Her recently released book, “Tales of the Road: Highway 61,” tells stories of places along the highway that are well-known, little-known and, in some cases, all but forgotten.
Tons of research, with the help of historical societies and groups up and down the highway, bring us stories from the Outlaw Bridge at the Canadian border – built in 1917 by residents because the two national governments took too long to agree – to La Crescent, the Apple Capital of Minnesota, on the south.
It’s divided into three sections: the North Shore, Duluth to St. Paul, and Bluff Country. The sections are roughly equal, but Wurzer said the middle section of the road was toughest to research -“lots of empty space on that stretch.”
Wurzer said the stories combine her “interest in history and fascination with ramshackle buildings.”
New book a prelude to TV documentary
The new book is actually an offshoot of a television documentary she’s preparing that’s scheduled to air in January.
Her interest was sparked by the discovery of a 1938 WPA road guide to Minnesota, and she thought it would be great fodder for a documentary.
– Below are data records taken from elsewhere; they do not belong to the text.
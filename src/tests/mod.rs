use std::sync::Arc;

use error_stack::Report;
use filigree::testing::TestClient;
use futures::future::FutureExt;
use serde_json::json;
use tracing::{event, Level};

use crate::{
    database::testing::{test_db, TestDb},
    models::{
        permission::PermissionId,
        role::{RoleId, RolePermissionsPayload},
    },
    remote::testing::{FakeAuthBridge, FakePropertyStore},
    Error,
};

pub struct TestApp {
    /// Hold on to the shutdown signal so the server stays alive
    pub shutdown_tx: tokio::sync::oneshot::Sender<()>,
    pub client: TestClient,
    pub base_url: String,
    pub db: TestDb,
    pub bridge: Arc<FakeAuthBridge>,
    pub storage: Arc<FakePropertyStore>,
    pub server_task: tokio::task::JoinHandle<Result<(), Report<Error>>>,
}

pub async fn start_app() -> TestApp {
    error_stack::Report::set_color_mode(error_stack::fmt::ColorMode::None);
    filigree::tracing_config::test::init();

    let (shutdown_tx, shutdown_rx) = tokio::sync::oneshot::channel();
    // Make the shutdown future resolve to () so the type matches what Axum expects.
    let shutdown_rx = shutdown_rx.map(|_| ());

    let db = test_db().await;
    let bridge = Arc::new(FakeAuthBridge::default());
    let storage = Arc::new(FakePropertyStore::default());

    let listener = crate::server::create_tcp_listener("127.0.0.1", 0)
        .await
        .unwrap();
    let port = listener.local_addr().unwrap().port();
    let base_url = format!("http://127.0.0.1:{port}");

    let config = crate::server::Config {
        env: "test".into(),
        bind: crate::server::ServerBind::Listener(listener),
        request_timeout: std::time::Duration::from_secs(30),
        db: db.pool.clone(),
        bridge: bridge.clone(),
        storage: storage.clone(),
    };

    let server = crate::server::create_server(config)
        .await
        .expect("creating server");

    let client = TestClient::new(base_url.clone());

    let server_task = tokio::task::spawn(server.run_with_shutdown_signal(shutdown_rx));

    event!(Level::INFO, "finished starting test app");

    TestApp {
        shutdown_tx,
        client,
        base_url,
        db,
        bridge,
        storage,
        server_task,
    }
}

/// A role with `count` permissions, of which the ones at the `granted` indexes belong to the
/// role.
pub struct SeededRole {
    pub role_id: RoleId,
    pub permission_ids: Vec<PermissionId>,
}

pub async fn seed_role(client: &TestClient, count: usize, granted: &[usize]) -> SeededRole {
    let role_id: RoleId = client
        .post("role/create")
        .json(&json!({ "name": "editor", "description": "Edits things" }))
        .send()
        .await
        .unwrap()
        .error_for_status()
        .unwrap()
        .json()
        .await
        .unwrap();

    let payloads = (0..count)
        .map(crate::models::permission::testing::make_create_payload)
        .collect::<Vec<_>>();
    let permission_ids: Vec<PermissionId> = client
        .post("permission/create")
        .json(&payloads)
        .send()
        .await
        .unwrap()
        .error_for_status()
        .unwrap()
        .json()
        .await
        .unwrap();

    client
        .post("role/grant")
        .json(&RolePermissionsPayload {
            role_id,
            permission_ids: granted.iter().map(|&i| permission_ids[i]).collect(),
        })
        .send()
        .await
        .unwrap()
        .error_for_status()
        .unwrap();

    SeededRole {
        role_id,
        permission_ids,
    }
}
use std::{
    path::{Path, PathBuf},
    time::Duration,
};

use error_stack::{Report, ResultExt};
use etcetera::BaseStrategy;
use serde::Deserialize;
use url::Url;

use crate::error::Error;

const CONFIG_FILE_NAME: &str = "identity.toml";
const DEFAULT_HOST: &str = "::1";
const DEFAULT_PORT: u16 = 10003;
const DEFAULT_REQUEST_TIMEOUT_SECS: u64 = 60;
const DEFAULT_REMOTE_TIMEOUT_SECS: u64 = 10;
const LOCK_TIMEOUT_SLACK: Duration = Duration::from_secs(5);

/// Settings read from an `identity.toml` file. Every field is optional so that files can be
/// layered, and the command line and environment override all of them.
#[derive(Deserialize, Debug, Default, Clone, PartialEq)]
#[serde(deny_unknown_fields)]
pub struct FileConfig {
    /// SQLite database path or connection string. Relative paths are relative to the directory
    /// holding the config file.
    pub database: Option<String>,
    /// The IP to bind to.
    pub host: Option<String>,
    /// The port to listen on
    pub port: Option<u16>,
    /// Base URL of the auth bridge
    pub bridge_url: Option<String>,
    /// Base URL of the property store
    pub storage_url: Option<String>,
    /// Seconds before an inbound request times out
    pub request_timeout: Option<u64>,
    /// Seconds before a call to the bridge or the property store times out
    pub remote_timeout: Option<u64>,
    /// Set to false to skip loading the .env file alongside this config.
    pub dotenv: Option<bool>,
}

impl FileConfig {
    /// Overlay the values set in `other` on top of this config.
    pub fn merge(&mut self, other: FileConfig) {
        macro_rules! take {
            ($($field:ident),*) => {
                $(if other.$field.is_some() {
                    self.$field = other.$field;
                })*
            };
        }

        take!(
            database,
            host,
            port,
            bridge_url,
            storage_url,
            request_timeout,
            remote_timeout,
            dotenv
        );
    }

    /// Make a relative database path relative to `dir` instead of the working directory.
    fn relative_to(mut self, dir: &Path) -> Self {
        if let Some(db) = &self.database {
            if !db.starts_with("sqlite:") && !db.contains(":memory:") {
                self.database = Some(dir.join(db).to_string_lossy().to_string());
            }
        }

        self
    }
}

/// Fully resolved server configuration.
#[derive(Debug, Clone)]
pub struct ServerConfig {
    pub database: String,
    pub host: String,
    pub port: u16,
    pub bridge_url: Url,
    pub storage_url: Url,
    pub request_timeout: Duration,
    pub remote_timeout: Duration,
}

impl ServerConfig {
    pub fn resolve(config: FileConfig) -> Result<Self, Report<Error>> {
        let database = match config.database {
            Some(db) => db,
            None => default_database_path()?,
        };

        let request_timeout = config
            .request_timeout
            .unwrap_or(DEFAULT_REQUEST_TIMEOUT_SECS);
        let remote_timeout = config.remote_timeout.unwrap_or(DEFAULT_REMOTE_TIMEOUT_SECS);
        if request_timeout == 0 || remote_timeout == 0 {
            return Err(Report::new(Error::Config))
                .attach_printable("Timeouts must be at least one second");
        }

        Ok(Self {
            database,
            host: config.host.unwrap_or_else(|| DEFAULT_HOST.to_string()),
            port: config.port.unwrap_or(DEFAULT_PORT),
            bridge_url: required_url("bridge_url", config.bridge_url)?,
            storage_url: required_url("storage_url", config.storage_url)?,
            request_timeout: Duration::from_secs(request_timeout),
            remote_timeout: Duration::from_secs(remote_timeout),
        })
    }

    /// How long a database write may wait for the lock. An account saga holds it across one
    /// bridge call and one property store call, plus some slack for the local queries.
    pub fn lock_timeout(&self) -> Duration {
        self.remote_timeout * 2 + LOCK_TIMEOUT_SLACK
    }
}

fn required_url(name: &str, value: Option<String>) -> Result<Url, Report<Error>> {
    let Some(value) = value else {
        return Err(Report::new(Error::Config))
            .attach_printable_lazy(|| format!("{name} is not set"));
    };

    let url = Url::parse(&value)
        .change_context(Error::Config)
        .attach_printable_lazy(|| format!("{name} is not a valid URL: {value}"))?;

    if !matches!(url.scheme(), "http" | "https") {
        return Err(Report::new(Error::Config))
            .attach_printable_lazy(|| format!("{name} must be an http or https URL"));
    }

    Ok(url)
}

fn default_database_path() -> Result<String, Report<Error>> {
    let etc = etcetera::base_strategy::choose_native_strategy()
        .change_context(Error::Config)
        .attach_printable("Unable to find the home directory")?;

    Ok(etc
        .home_dir()
        .join("identity.sqlite")
        .to_string_lossy()
        .to_string())
}

/// Config files that were found, in the order they should be applied.
#[derive(Debug, Default)]
pub struct Configs {
    /// Configs from the user's config directories
    pub global: Vec<(PathBuf, FileConfig)>,
    /// Configs from the current directory and its ancestors, outermost first
    pub cwd: Vec<(PathBuf, FileConfig)>,
}

impl Configs {
    pub fn iter(&self) -> impl Iterator<Item = &(PathBuf, FileConfig)> {
        self.global.iter().chain(self.cwd.iter())
    }

    /// Merge every config file, innermost directory last.
    pub fn merged(&self) -> FileConfig {
        let mut output = FileConfig::default();
        for (dir, config) in self.iter() {
            output.merge(config.clone().relative_to(dir));
        }

        output
    }
}

pub fn find_configs(location: Option<String>) -> Result<Configs, Report<Error>> {
    if let Some(location) = location {
        let path = PathBuf::from(location);
        let config = read_config(&path, path.is_dir())?;

        let Some(config) = config else {
            return Err(Report::new(Error::Config))
                .attach_printable_lazy(|| format!("No config found in path {}", path.display()));
        };

        return Ok(Configs {
            global: Vec::new(),
            cwd: vec![config],
        });
    }

    Ok(Configs {
        global: find_default_configs()?,
        cwd: find_current_dir_configs()?,
    })
}

fn find_default_configs() -> Result<Vec<(PathBuf, FileConfig)>, Report<Error>> {
    let Ok(etc) = etcetera::base_strategy::choose_native_strategy() else {
        return Ok(Vec::new());
    };

    let mut dirs = vec![etc.home_dir().join(".config").join("identity")];
    let native = etc.config_dir().join("identity");
    if !dirs.contains(&native) {
        dirs.push(native);
    }

    dirs.into_iter()
        .filter_map(|dir| read_config(&dir, true).transpose())
        .collect::<Result<Vec<_>, Report<Error>>>()
}

fn find_current_dir_configs() -> Result<Vec<(PathBuf, FileConfig)>, Report<Error>> {
    let Ok(current_dir) = std::env::current_dir() else {
        return Ok(Vec::new());
    };

    find_ancestor_configs(&current_dir)
}

fn find_ancestor_configs(start: &Path) -> Result<Vec<(PathBuf, FileConfig)>, Report<Error>> {
    let mut configs = Vec::new();
    let mut search_dir = Some(start);

    while let Some(dir) = search_dir {
        if let Some(config) = read_config(dir, true)? {
            configs.push(config);
        }

        search_dir = dir.parent();
    }

    // Reverse the order so that we'll apply the innermost directory last.
    configs.reverse();

    Ok(configs)
}

fn read_config(
    path: &Path,
    is_directory: bool,
) -> Result<Option<(PathBuf, FileConfig)>, Report<Error>> {
    let config_path = if is_directory {
        path.join(CONFIG_FILE_NAME)
    } else {
        path.to_path_buf()
    };

    let config_dir = if is_directory {
        path
    } else {
        let Some(p) = config_path.parent() else {
            return Ok(None);
        };

        p
    };

    let Ok(buf) = std::fs::read_to_string(&config_path) else {
        return Ok(None);
    };

    let config = toml::from_str::<FileConfig>(&buf)
        .change_context(Error::Config)
        .attach_printable_lazy(|| format!("Error in config file {}", config_path.display()))?;
    Ok(Some((PathBuf::from(config_dir), config)))
}
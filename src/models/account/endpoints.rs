use axum::{
    extract::State,
    http::{header, HeaderValue},
    response::IntoResponse,
    routing, Json,
};
use axum_extra::extract::Query;
use error_stack::{Report, ResultExt};
use serde::Deserialize;

use super::{types::*, AccountId};
use crate::{rbac, server::ServerState, Error};

#[derive(Deserialize, Debug)]
struct AccountIdQuery {
    id: AccountId,
}

async fn create(
    State(state): State<ServerState>,
    Json(payload): Json<AccountCreatePayload>,
) -> Result<impl IntoResponse, Error> {
    let id = state.accounts.create(payload).await?;

    Ok(id.into_inner())
}

async fn delete(
    State(state): State<ServerState>,
    Query(qs): Query<AccountIdQuery>,
) -> Result<impl IntoResponse, Error> {
    state.accounts.delete(qs.id).await?;

    Ok("ok")
}

async fn verify(
    State(state): State<ServerState>,
    Json(payload): Json<AccountVerifyPayload>,
) -> Result<impl IntoResponse, Error> {
    let token = state.accounts.verify(payload).await?;
    let token = HeaderValue::from_str(&token)
        .map_err(|e| Report::new(e).change_context(Error::Login))
        .attach_printable("Token is not a valid header value")?;

    Ok(([(header::AUTHORIZATION, token)], "ok"))
}

async fn detail(
    State(state): State<ServerState>,
    Query(qs): Query<AccountIdQuery>,
) -> Result<impl IntoResponse, Error> {
    let object = rbac::account_detail(&state.db, state.storage.as_ref(), &qs.id).await?;

    Ok(Json(object))
}

async fn set_role(
    State(state): State<ServerState>,
    Json(payload): Json<AccountRolePayload>,
) -> Result<impl IntoResponse, Error> {
    rbac::assign_role(&state.db, &payload).await?;

    Ok("ok")
}

pub fn create_routes() -> axum::Router<ServerState> {
    axum::Router::new()
        .route("/account/create", routing::post(create))
        .route("/account/delete", routing::post(delete))
        .route("/account/verify", routing::post(verify))
        .route("/account/detail", routing::get(detail))
        .route("/account/role", routing::post(set_role))
}
pub mod account;
pub mod permission;
pub mod role;

use axum::Router;
use chrono::{DateTime, Utc};
use serde::{Deserialize, Serialize};

use crate::server::ServerState;

/// Creation and last-update times carried by every stored entity. The query layer sets both
/// on insert and refreshes `update_time` on every update.
#[derive(Serialize, Deserialize, Debug, Clone, Copy, PartialEq, Eq, sqlx::FromRow)]
pub struct Timestamps {
    pub create_time: DateTime<Utc>,
    pub update_time: DateTime<Utc>,
}

impl Timestamps {
    pub fn now() -> Self {
        let now = Utc::now();
        Self {
            create_time: now,
            update_time: now,
        }
    }
}

pub fn create_routes() -> Router<ServerState> {
    Router::new()
        .merge(account::endpoints::create_routes())
        .merge(permission::endpoints::create_routes())
        .merge(role::endpoints::create_routes())
}
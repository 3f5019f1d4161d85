use std::sync::Arc;

use clap::Parser;
use error_stack::{Report, ResultExt};
use filigree::tracing_config::{
    configure_tracing, create_tracing_config, teardown_tracing, TracingProvider,
};

use crate::{
    config::{find_configs, FileConfig, ServerConfig},
    database::init_database,
    remote::{HttpAuthBridge, HttpPropertyStore},
    server::{self, ServerBind},
    Error,
};

#[derive(Debug, Parser)]
#[command(version, about)]
pub struct Cli {
    /// The path to the configuration file or a directory containing it. If omitted,
    /// the default configuration paths will be checked.
    #[clap(long, short = 'c')]
    config: Option<String>,

    /// Do not read the .env file
    #[clap(long)]
    no_dotenv: bool,

    /// The runtime environment. "development" enables debugging aids.
    #[clap(long, env = "IDENTITY_ENV", default_value_t = String::from("development"))]
    env: String,

    /// The SQLite database path, or `sqlite::memory:` for a database that lives only as long
    /// as the process.
    #[clap(long = "db", env = "DATABASE_URL")]
    database: Option<String>,

    /// The IP host to bind to
    #[clap(long, env = "HOST")]
    host: Option<String>,

    /// The TCP port to listen on
    #[clap(long, env = "PORT")]
    port: Option<u16>,

    /// Base URL of the auth bridge
    #[clap(long, env = "BRIDGE_URL")]
    bridge_url: Option<String>,

    /// Base URL of the property store
    #[clap(long, env = "STORAGE_URL")]
    storage_url: Option<String>,

    /// Request timeout, in seconds
    #[clap(long, env = "REQUEST_TIMEOUT")]
    request_timeout: Option<u64>,

    /// Timeout for calls to the bridge and the property store, in seconds
    #[clap(long, env = "REMOTE_TIMEOUT")]
    remote_timeout: Option<u64>,
}

impl Cli {
    fn overrides(&self) -> FileConfig {
        FileConfig {
            database: self.database.clone(),
            host: self.host.clone(),
            port: self.port,
            bridge_url: self.bridge_url.clone(),
            storage_url: self.storage_url.clone(),
            request_timeout: self.request_timeout,
            remote_timeout: self.remote_timeout,
            dotenv: None,
        }
    }
}

pub async fn run(mut cmd: Cli) -> Result<(), Report<Error>> {
    error_stack::Report::set_color_mode(error_stack::fmt::ColorMode::None);

    let configs = find_configs(cmd.config.clone())?;
    let mut file_config = configs.merged();

    // Must load configs and run dotenv before starting tracing, so that they can set destination
    // and service name.
    if !cmd.no_dotenv {
        let mut loaded_env = false;
        for (dir, config) in configs.cwd.iter().rev() {
            if config.dotenv.unwrap_or(true) {
                loaded_env |= dotenvy::from_path(dir.join(".env")).is_ok();
            }
        }

        if file_config.dotenv.unwrap_or(true) {
            loaded_env |= dotenvy::dotenv().is_ok();
        }

        if loaded_env {
            // Reread with the environment variables in place
            cmd = Cli::parse();
        }
    }

    file_config.merge(cmd.overrides());

    let tracing_config = create_tracing_config(
        "",
        "IDENTITY_",
        TracingProvider::None,
        Some("identity".to_string()),
        None,
    )
    .change_context(Error::ServerStart)?;

    configure_tracing(
        "IDENTITY_",
        tracing_config,
        tracing_subscriber::fmt::time::ChronoUtc::rfc_3339(),
        std::io::stdout,
    )
    .change_context(Error::ServerStart)?;

    for (dir, _) in configs.iter() {
        tracing::info!("Loaded config from {}", dir.display());
    }

    let server_config = ServerConfig::resolve(file_config)?;
    let db = init_database(&server_config.database, server_config.lock_timeout()).await?;

    let http_client = reqwest::Client::builder()
        .user_agent("identity-server")
        .timeout(server_config.remote_timeout)
        .build()
        .change_context(Error::ServerStart)?;

    let server = server::create_server(server::Config {
        env: cmd.env,
        bind: ServerBind::HostPort(server_config.host, server_config.port),
        request_timeout: server_config.request_timeout,
        db,
        bridge: Arc::new(HttpAuthBridge::new(
            http_client.clone(),
            server_config.bridge_url.as_str(),
        )),
        storage: Arc::new(HttpPropertyStore::new(
            http_client,
            server_config.storage_url.as_str(),
        )),
    })
    .await?;

    server.run().await?;

    tracing::info!("Exporting remaining traces");
    teardown_tracing().await.change_context(Error::Shutdown)?;
    tracing::info!("Trace shut down complete");

    Ok(())
}

pub async fn actual_main() -> Result<(), Report<Error>> {
    let cli = Cli::parse();
    run(cli).await
}
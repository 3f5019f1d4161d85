use axum::{extract::State, response::IntoResponse, routing, Json};
use axum_extra::extract::Query;
use serde::Deserialize;

use super::{queries, types::*, RoleId};
use crate::{rbac, server::ServerState, Error};

#[derive(Deserialize, Debug)]
struct RoleIdQuery {
    id: RoleId,
}

async fn get(
    State(state): State<ServerState>,
    Query(qs): Query<RoleIdQuery>,
) -> Result<impl IntoResponse, Error> {
    let object = queries::get(&state.db, qs.id).await?;

    Ok(Json(object))
}

async fn detail(
    State(state): State<ServerState>,
    Query(qs): Query<RoleIdQuery>,
) -> Result<impl IntoResponse, Error> {
    let object = rbac::role_detail(&state.db, qs.id).await?;

    Ok(Json(object))
}

async fn create(
    State(state): State<ServerState>,
    Json(payload): Json<RoleCreatePayload>,
) -> Result<impl IntoResponse, Error> {
    let id = queries::create(&state.db, payload).await?;

    Ok(Json(id))
}

async fn grant(
    State(state): State<ServerState>,
    Json(payload): Json<RolePermissionsPayload>,
) -> Result<impl IntoResponse, Error> {
    rbac::grant(&state.db, &payload).await?;

    Ok("ok")
}

async fn revoke(
    State(state): State<ServerState>,
    Json(payload): Json<RolePermissionsPayload>,
) -> Result<impl IntoResponse, Error> {
    let removed = rbac::revoke(&state.db, &payload).await?;

    Ok(Json(removed))
}

pub fn create_routes() -> axum::Router<ServerState> {
    axum::Router::new()
        .route("/role/get", routing::get(get))
        .route("/role/detail", routing::get(detail))
        .route("/role/create", routing::post(create))
        .route("/role/grant", routing::post(grant))
        .route("/role/revoke", routing::post(revoke))
}
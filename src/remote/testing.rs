use std::{
    collections::HashMap,
    sync::{
        atomic::{AtomicBool, AtomicU64, AtomicUsize, Ordering},
        Mutex,
    },
    time::Duration,
};

use error_stack::Report;
use serde_json::{Map, Value};

use super::{AuthBridge, PropertyOp, PropertyStore, RemoteError, RemoteErrorKind};
use crate::models::account::AccountId;

/// An in-process auth bridge. Passwords are kept in plain text.
#[derive(Debug, Default)]
pub struct FakeAuthBridge {
    pub credentials: Mutex<HashMap<String, String>>,
    pub fail_save: AtomicBool,
    pub fail_delete: AtomicBool,
    pub fail_encode: AtomicBool,
    /// Milliseconds to wait before answering a save
    pub save_delay_ms: AtomicU64,
    pub save_calls: AtomicUsize,
    pub delete_calls: AtomicUsize,
}

impl FakeAuthBridge {
    pub fn has_credentials(&self, id: &AccountId) -> bool {
        self.credentials.lock().unwrap().contains_key(id.as_str())
    }

    pub fn credential_count(&self) -> usize {
        self.credentials.lock().unwrap().len()
    }

    fn fail(kind: RemoteErrorKind) -> Report<RemoteError> {
        Report::new(RemoteError::new("bridge", kind))
    }
}

#[async_trait::async_trait]
impl AuthBridge for FakeAuthBridge {
    async fn save_credentials(
        &self,
        id: &AccountId,
        password: &str,
    ) -> Result<(), Report<RemoteError>> {
        self.save_calls.fetch_add(1, Ordering::Relaxed);
        let delay = self.save_delay_ms.load(Ordering::Relaxed);
        if delay > 0 {
            tokio::time::sleep(Duration::from_millis(delay)).await;
        }

        if self.fail_save.load(Ordering::Relaxed) {
            return Err(Self::fail(RemoteErrorKind::Status(500)));
        }

        self.credentials
            .lock()
            .unwrap()
            .insert(id.to_string(), password.to_string());
        Ok(())
    }

    async fn delete_credentials(&self, id: &AccountId) -> Result<(), Report<RemoteError>> {
        self.delete_calls.fetch_add(1, Ordering::Relaxed);
        if self.fail_delete.load(Ordering::Relaxed) {
            return Err(Self::fail(RemoteErrorKind::Status(500)));
        }

        self.credentials.lock().unwrap().remove(id.as_str());
        Ok(())
    }

    async fn verify_credentials(
        &self,
        id: &AccountId,
        password: &str,
    ) -> Result<(), Report<RemoteError>> {
        let matches = self
            .credentials
            .lock()
            .unwrap()
            .get(id.as_str())
            .map(|stored| stored == password)
            .unwrap_or(false);

        if matches {
            Ok(())
        } else {
            Err(Self::fail(RemoteErrorKind::Rejected))
        }
    }

    async fn encode_token(&self, id: &AccountId) -> Result<String, Report<RemoteError>> {
        if self.fail_encode.load(Ordering::Relaxed) {
            return Err(Self::fail(RemoteErrorKind::Sending));
        }

        Ok(format!("token-for-{id}"))
    }
}

/// An in-process property store keyed by (collection, id).
#[derive(Debug, Default)]
pub struct FakePropertyStore {
    pub records: Mutex<HashMap<(String, String), Map<String, Value>>>,
    pub fail_save: AtomicBool,
    pub fail_delete: AtomicBool,
    /// Apply saves but report them as failed, like a response lost after the write landed
    pub lose_save_response: AtomicBool,
}

impl FakePropertyStore {
    pub fn record(&self, name: &str, id: &str) -> Option<Map<String, Value>> {
        self.records
            .lock()
            .unwrap()
            .get(&(name.to_string(), id.to_string()))
            .cloned()
    }

    pub fn record_count(&self) -> usize {
        self.records.lock().unwrap().len()
    }
}

#[async_trait::async_trait]
impl PropertyStore for FakePropertyStore {
    async fn apply(&self, ops: Vec<PropertyOp>) -> Result<(), Report<RemoteError>> {
        let fails = ops.iter().any(|op| match op {
            PropertyOp::Save { .. } => self.fail_save.load(Ordering::Relaxed),
            PropertyOp::Delete { .. } => self.fail_delete.load(Ordering::Relaxed),
        });

        if fails {
            return Err(Report::new(RemoteError::new(
                "storage",
                RemoteErrorKind::Status(500),
            )));
        }

        let saves = ops.iter().any(|op| matches!(op, PropertyOp::Save { .. }));
        let mut records = self.records.lock().unwrap();
        for op in ops {
            match op {
                PropertyOp::Save { name, value } => {
                    for record in value {
                        let id = record
                            .get("id")
                            .and_then(|v| v.as_str())
                            .unwrap_or_default()
                            .to_string();
                        records.insert((name.clone(), id), record);
                    }
                }
                PropertyOp::Delete { name, id } => {
                    records.remove(&(name, id));
                }
            }
        }

        if saves && self.lose_save_response.load(Ordering::Relaxed) {
            return Err(Report::new(RemoteError::new(
                "storage",
                RemoteErrorKind::Sending,
            )));
        }

        Ok(())
    }

    async fn get(&self, name: &str, id: &str) -> Result<Option<Value>, Report<RemoteError>> {
        Ok(self.record(name, id).map(Value::Object))
    }
}
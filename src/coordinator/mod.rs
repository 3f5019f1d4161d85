//! Operations that span the local database and the remote collaborators.
//!
//! The database transaction takes the write lock when it opens and is committed last, so
//! sagas run one at a time against the database. Each remote side effect registers a
//! compensation, and if a later step fails the transaction is rolled back and the compensations
//! run newest first.

use std::future::Future;

use error_stack::{Report, ResultExt};
use futures::future::BoxFuture;

use crate::{remote::RemoteError, Error};

pub mod account;

pub use account::AccountCoordinator;

type Compensation = BoxFuture<'static, Result<(), Report<RemoteError>>>;

/// Undo actions for remote side effects that have already happened.
#[derive(Default)]
pub struct Compensations {
    steps: Vec<(&'static str, Compensation)>,
}

impl std::fmt::Debug for Compensations {
    fn fmt(&self, f: &mut std::fmt::Formatter<'_>) -> std::fmt::Result {
        f.debug_list()
            .entries(self.steps.iter().map(|(step, _)| step))
            .finish()
    }
}

impl Compensations {
    pub fn push(
        &mut self,
        step: &'static str,
        action: impl Future<Output = Result<(), Report<RemoteError>>> + Send + 'static,
    ) {
        self.steps.push((step, Box::pin(action)));
    }

    /// Run every registered action, newest first. A failing action is logged and the rest
    /// still run. Returns the number of actions that failed.
    pub async fn run(self) -> usize {
        let mut failed = 0;
        for (step, action) in self.steps.into_iter().rev() {
            match action.await {
                Ok(()) => tracing::info!(step, "Compensation applied"),
                Err(e) => {
                    failed += 1;
                    tracing::error!(step, error = ?e, "Compensation failed");
                }
            }
        }

        failed
    }
}

/// Run a multi-step operation on its own task, so that the caller going away can't stop it
/// between a remote side effect and the matching compensation.
pub async fn run_detached<T, F>(operation: F) -> Result<T, Report<Error>>
where
    T: Send + 'static,
    F: Future<Output = Result<T, Report<Error>>> + Send + 'static,
{
    tokio::spawn(operation).await.change_context(Error::Task)?
}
“I thought I’d pick a route, follow it and see what’s still there. Highway 61 was the first route in the book, and it’s such an iconic road in Minnesota, that I thought it would be perfect,” she said.
She did the research on weekends and in her spare time from her full-time job as a Minnesota Public Radio morning host and her part-time gig on public television’s public affairs show “Almanac.” She and husband Eric Eskola co-host that Friday night show.
The Minnesota Historical Society Press got wind of the project and suggested a companion book. That required a whole new round of research, but the book ended up being finished before the documentary – and in time for holiday giving.
Some proceeds from the book will go to the many small organizations along the route that helped her find the many gems she writes about, many of them long gone.
“The various historical societies and history groups, were so helpful in pointing to photos and people who remember,” she said. “Without their help, I couldn’t have done it.”
In addition to a fun read, her book preserves the history of some of the places that have disappeared and are remembered by only a few.
To track them down, she even went door to door in some places on the highway.
“When I’d tried every other avenue and when the archives didn’t work, I did knock on doors,” she said.
One case was the Minne-O-Wah Club, a summer colony on the river bluffs near Winona. Cottages on the site were a welcome respite from the summer humidity in Winona, but by 1942 the colony began to fall apart. Highway construction caused some of the cottages to be moved; others were destroyed, leaving hardly a trace of the once-thriving summer getaway.
“When I was looking for the colony, I knocked on one door in desperation, because it looked like it could have been one of the original cottages. And it was.”
As for Dylan, she says people almost always ask if she talked with him, given his song and album.
“It would be really interesting to get him to tell me what was he thinking when he wrote ‘Highway 61 Revisited.’ What was it about the highway that intrigued him so much?”
Alas, no wisdom was forthcoming from the Hibbing native.
The book, with great then-and-now pictures of most of the sites, sells for $24.95 at bookstores.